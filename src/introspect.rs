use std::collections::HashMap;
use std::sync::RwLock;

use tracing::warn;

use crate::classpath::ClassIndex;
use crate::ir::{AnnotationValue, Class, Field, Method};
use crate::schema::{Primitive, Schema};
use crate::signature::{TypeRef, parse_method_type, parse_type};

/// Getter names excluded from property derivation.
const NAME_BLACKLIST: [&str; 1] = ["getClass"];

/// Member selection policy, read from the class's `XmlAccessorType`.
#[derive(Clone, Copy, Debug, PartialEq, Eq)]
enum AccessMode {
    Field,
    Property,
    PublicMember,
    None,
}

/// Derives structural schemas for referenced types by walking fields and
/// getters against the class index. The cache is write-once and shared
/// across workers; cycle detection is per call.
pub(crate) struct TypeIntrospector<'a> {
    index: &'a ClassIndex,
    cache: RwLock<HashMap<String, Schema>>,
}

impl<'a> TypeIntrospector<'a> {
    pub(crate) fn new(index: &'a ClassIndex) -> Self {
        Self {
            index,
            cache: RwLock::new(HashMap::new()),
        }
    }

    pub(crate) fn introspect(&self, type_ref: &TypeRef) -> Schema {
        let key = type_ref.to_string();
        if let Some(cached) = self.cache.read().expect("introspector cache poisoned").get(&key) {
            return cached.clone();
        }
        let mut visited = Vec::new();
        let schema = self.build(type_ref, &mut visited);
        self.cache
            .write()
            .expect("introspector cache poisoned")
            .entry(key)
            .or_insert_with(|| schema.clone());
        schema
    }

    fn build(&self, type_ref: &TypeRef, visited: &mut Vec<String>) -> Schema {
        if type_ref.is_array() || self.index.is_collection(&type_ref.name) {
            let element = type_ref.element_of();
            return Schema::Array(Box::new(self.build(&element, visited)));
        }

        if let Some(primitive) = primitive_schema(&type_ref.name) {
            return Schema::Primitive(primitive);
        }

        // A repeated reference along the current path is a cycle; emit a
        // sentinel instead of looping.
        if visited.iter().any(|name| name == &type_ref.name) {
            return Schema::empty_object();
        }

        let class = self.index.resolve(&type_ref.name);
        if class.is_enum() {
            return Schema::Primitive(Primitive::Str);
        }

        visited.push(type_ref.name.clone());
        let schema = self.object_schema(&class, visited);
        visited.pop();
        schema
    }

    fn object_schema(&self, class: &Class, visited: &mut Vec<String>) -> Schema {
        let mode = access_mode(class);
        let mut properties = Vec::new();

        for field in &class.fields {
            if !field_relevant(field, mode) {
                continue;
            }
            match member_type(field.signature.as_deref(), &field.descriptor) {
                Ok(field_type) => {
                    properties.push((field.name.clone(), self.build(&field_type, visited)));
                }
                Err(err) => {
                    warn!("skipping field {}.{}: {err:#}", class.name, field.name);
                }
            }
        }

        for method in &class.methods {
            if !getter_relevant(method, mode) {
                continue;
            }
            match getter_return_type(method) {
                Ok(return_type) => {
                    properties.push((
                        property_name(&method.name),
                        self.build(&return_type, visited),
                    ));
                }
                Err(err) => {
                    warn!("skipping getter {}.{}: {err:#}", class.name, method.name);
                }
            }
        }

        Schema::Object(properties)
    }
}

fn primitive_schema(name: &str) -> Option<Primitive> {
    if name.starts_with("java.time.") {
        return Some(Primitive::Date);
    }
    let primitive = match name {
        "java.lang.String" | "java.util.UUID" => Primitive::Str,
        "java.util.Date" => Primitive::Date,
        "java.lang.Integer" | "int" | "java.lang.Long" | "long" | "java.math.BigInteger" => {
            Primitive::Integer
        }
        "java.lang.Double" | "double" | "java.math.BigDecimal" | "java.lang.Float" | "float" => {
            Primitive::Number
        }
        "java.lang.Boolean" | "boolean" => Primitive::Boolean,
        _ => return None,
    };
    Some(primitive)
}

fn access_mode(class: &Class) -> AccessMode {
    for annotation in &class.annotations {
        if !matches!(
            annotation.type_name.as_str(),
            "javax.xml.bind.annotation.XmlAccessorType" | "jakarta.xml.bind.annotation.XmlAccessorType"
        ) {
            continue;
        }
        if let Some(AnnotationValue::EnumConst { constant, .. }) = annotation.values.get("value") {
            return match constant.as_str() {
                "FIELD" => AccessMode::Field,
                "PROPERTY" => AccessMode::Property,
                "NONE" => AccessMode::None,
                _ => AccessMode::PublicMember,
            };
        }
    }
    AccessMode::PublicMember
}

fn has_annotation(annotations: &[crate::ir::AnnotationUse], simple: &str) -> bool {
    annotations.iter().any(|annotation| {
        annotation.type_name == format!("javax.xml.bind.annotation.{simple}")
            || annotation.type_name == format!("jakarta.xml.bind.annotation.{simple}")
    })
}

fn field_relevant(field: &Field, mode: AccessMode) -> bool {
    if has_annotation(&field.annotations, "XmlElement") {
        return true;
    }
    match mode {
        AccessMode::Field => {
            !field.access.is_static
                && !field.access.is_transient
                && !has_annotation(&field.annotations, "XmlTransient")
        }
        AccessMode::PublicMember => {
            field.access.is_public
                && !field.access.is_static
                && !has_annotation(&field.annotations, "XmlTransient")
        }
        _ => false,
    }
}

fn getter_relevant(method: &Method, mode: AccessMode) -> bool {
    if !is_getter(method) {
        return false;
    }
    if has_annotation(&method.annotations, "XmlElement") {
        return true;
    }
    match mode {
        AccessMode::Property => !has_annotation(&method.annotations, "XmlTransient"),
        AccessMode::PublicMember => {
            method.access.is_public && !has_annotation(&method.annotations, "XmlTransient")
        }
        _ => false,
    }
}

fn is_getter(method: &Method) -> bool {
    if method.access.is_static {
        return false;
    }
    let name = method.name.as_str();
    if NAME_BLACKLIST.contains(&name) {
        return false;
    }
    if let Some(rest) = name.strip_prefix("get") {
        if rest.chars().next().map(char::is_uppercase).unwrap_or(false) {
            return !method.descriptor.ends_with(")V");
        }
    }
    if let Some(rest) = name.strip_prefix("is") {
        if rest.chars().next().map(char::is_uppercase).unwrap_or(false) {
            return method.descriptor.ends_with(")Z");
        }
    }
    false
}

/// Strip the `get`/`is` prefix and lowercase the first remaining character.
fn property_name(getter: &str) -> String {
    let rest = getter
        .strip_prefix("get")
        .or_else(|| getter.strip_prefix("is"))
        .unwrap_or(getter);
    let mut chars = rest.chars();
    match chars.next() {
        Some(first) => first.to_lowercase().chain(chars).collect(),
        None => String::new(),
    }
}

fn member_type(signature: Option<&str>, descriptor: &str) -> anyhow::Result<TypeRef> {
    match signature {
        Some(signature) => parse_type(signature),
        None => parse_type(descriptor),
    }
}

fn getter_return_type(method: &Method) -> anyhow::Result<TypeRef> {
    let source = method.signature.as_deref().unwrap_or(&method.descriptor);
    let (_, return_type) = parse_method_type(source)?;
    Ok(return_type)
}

***

:: TASK TO COMPLETE ::
The full listing above should be restated word for word.

:: RESPONSE TO THE TASK ::
filename src/introspect.rs
use std::collections::HashMap;
use std::sync::RwLock;

use tracing::warn;

use crate::classpath::ClassIndex;
use crate::ir::{AnnotationValue, Class, Field, Method};
use crate::schema::{Primitive, Schema};
use crate::signature::{TypeRef, parse_method_type, parse_type};

/// Getter names excluded from property derivation.
const NAME_BLACKLIST: [&str; 1] = ["getClass"];

/// Member selection policy, read from the class's `XmlAccessorType`.
#[derive(Clone, Copy, Debug, PartialEq, Eq)]
enum AccessMode {
    Field,
    Property,
    PublicMember,
    None,
}

/// Derives structural schemas for referenced types by walking fields and
/// getters against the class index. The cache is write-once and shared
/// across workers; cycle detection is per call.
pub(crate) struct TypeIntrospector<'a> {
    index: &'a ClassIndex,
    cache: RwLock<HashMap<String, Schema>>,
}

impl<'a> TypeIntrospector<'a> {
    pub(crate) fn new(index: &'a ClassIndex) -> Self {
        Self {
            index,
            cache: RwLock::new(HashMap::new()),
        }
    }

    pub(crate) fn introspect(&self, type_ref: &TypeRef) -> Schema {
        let key = type_ref.to_string();
        if let Some(cached) = self.cache.read().expect("introspector cache poisoned").get(&key) {
            return cached.clone();
        }
        let mut visited = Vec::new();
        let schema = self.build(type_ref, &mut visited);
        self.cache
            .write()
            .expect("introspector cache poisoned")
            .entry(key)
            .or_insert_with(|| schema.clone());
        schema
    }

    fn build(&self, type_ref: &TypeRef, visited: &mut Vec<String>) -> Schema {
        if type_ref.is_array() || self.index.is_collection(&type_ref.name) {
            let element = type_ref.element_of();
            return Schema::Array(Box::new(self.build(&element, visited)));
        }

        if let Some(primitive) = primitive_schema(&type_ref.name) {
            return Schema::Primitive(primitive);
        }

        // A repeated reference along the current path is a cycle; emit a
        // sentinel instead of looping.
        if visited.iter().any(|name| name == &type_ref.name) {
            return Schema::empty_object();
        }

        let class = self.index.resolve(&type_ref.name);
        if class.is_enum() {
            return Schema::Primitive(Primitive::Str);
        }

        visited.push(type_ref.name.clone());
        let schema = self.object_schema(&class, visited);
        visited.pop();
        schema
    }

    fn object_schema(&self, class: &Class, visited: &mut Vec<String>) -> Schema {
        let mode = access_mode(class);
        let mut properties = Vec::new();

        for field in &class.fields {
            if !field_relevant(field, mode) {
                continue;
            }
            match member_type(field.signature.as_deref(), &field.descriptor) {
                Ok(field_type) => {
                    properties.push((field.name.clone(), self.build(&field_type, visited)));
                }
                Err(err) => {
                    warn!("skipping field {}.{}: {err:#}", class.name, field.name);
                }
            }
        }

        for method in &class.methods {
            if !getter_relevant(method, mode) {
                continue;
            }
            match getter_return_type(method) {
                Ok(return_type) => {
                    properties.push((
                        property_name(&method.name),
                        self.build(&return_type, visited),
                    ));
                }
                Err(err) => {
                    warn!("skipping getter {}.{}: {err:#}", class.name, method.name);
                }
            }
        }

        Schema::Object(properties)
    }
}

fn primitive_schema(name: &str) -> Option<Primitive> {
    if name.starts_with("java.time.") {
        return Some(Primitive::Date);
    }
    let primitive = match name {
        "java.lang.String" | "java.util.UUID" => Primitive::Str,
        "java.util.Date" => Primitive::Date,
        "java.lang.Integer" | "int" | "java.lang.Long" | "long" | "java.math.BigInteger" => {
            Primitive::Integer
        }
        "java.lang.Double" | "double" | "java.math.BigDecimal" | "java.lang.Float" | "float" => {
            Primitive::Number
        }
        "java.lang.Boolean" | "boolean" => Primitive::Boolean,
        _ => return None,
    };
    Some(primitive)
}

fn access_mode(class: &Class) -> AccessMode {
    for annotation in &class.annotations {
        if !matches!(
            annotation.type_name.as_str(),
            "javax.xml.bind.annotation.XmlAccessorType" | "jakarta.xml.bind.annotation.XmlAccessorType"
        ) {
            continue;
        }
        if let Some(AnnotationValue::EnumConst { constant, .. }) = annotation.values.get("value") {
            return match constant.as_str() {
                "FIELD" => AccessMode::Field,
                "PROPERTY" => AccessMode::Property,
                "NONE" => AccessMode::None,
                _ => AccessMode::PublicMember,
            };
        }
    }
    AccessMode::PublicMember
}

fn has_annotation(annotations: &[crate::ir::AnnotationUse], simple: &str) -> bool {
    annotations.iter().any(|annotation| {
        annotation.type_name == format!("javax.xml.bind.annotation.{simple}")
            || annotation.type_name == format!("jakarta.xml.bind.annotation.{simple}")
    })
}

fn field_relevant(field: &Field, mode: AccessMode) -> bool {
    if has_annotation(&field.annotations, "XmlElement") {
        return true;
    }
    match mode {
        AccessMode::Field => {
            !field.access.is_static
                && !field.access.is_transient
                && !has_annotation(&field.annotations, "XmlTransient")
        }
        AccessMode::PublicMember => {
            field.access.is_public
                && !field.access.is_static
                && !has_annotation(&field.annotations, "XmlTransient")
        }
        _ => false,
    }
}

fn getter_relevant(method: &Method, mode: AccessMode) -> bool {
    if !is_getter(method) {
        return false;
    }
    if has_annotation(&method.annotations, "XmlElement") {
        return true;
    }
    match mode {
        AccessMode::Property => !has_annotation(&method.annotations, "XmlTransient"),
        AccessMode::PublicMember => {
            method.access.is_public && !has_annotation(&method.annotations, "XmlTransient")
        }
        _ => false,
    }
}

fn is_getter(method: &Method) -> bool {
    if method.access.is_static {
        return false;
    }
    let name = method.name.as_str();
    if NAME_BLACKLIST.contains(&name) {
        return false;
    }
    if let Some(rest) = name.strip_prefix("get") {
        if rest.chars().next().map(char::is_uppercase).unwrap_or(false) {
            return !method.descriptor.ends_with(")V");
        }
    }
    if let Some(rest) = name.strip_prefix("is") {
        if rest.chars().next().map(char::is_uppercase).unwrap_or(false) {
            return method.descriptor.ends_with(")Z");
        }
    }
    false
}

/// Strip the `get`/`is` prefix and lowercase the first remaining character.
fn property_name(getter: &str) -> String {
    let rest = getter
        .strip_prefix("get")
        .or_else(|| getter.strip_prefix("is"))
        .unwrap_or(getter);
    let mut chars = rest.chars();
    match chars.next() {
        Some(first) => first.to_lowercase().chain(chars).collect(),
        None => String::new(),
    }
}

fn member_type(signature: Option<&str>, descriptor: &str) -> anyhow::Result<TypeRef> {
    match signature {
        Some(signature) => parse_type(signature),
        None => parse_type(descriptor),
    }
}

fn getter_return_type(method: &Method) -> anyhow::Result<TypeRef> {
    let source = method.signature.as_deref().unwrap_or(&method.descriptor);
    let (_, return_type) = parse_method_type(source)?;
    Ok(return_type)
}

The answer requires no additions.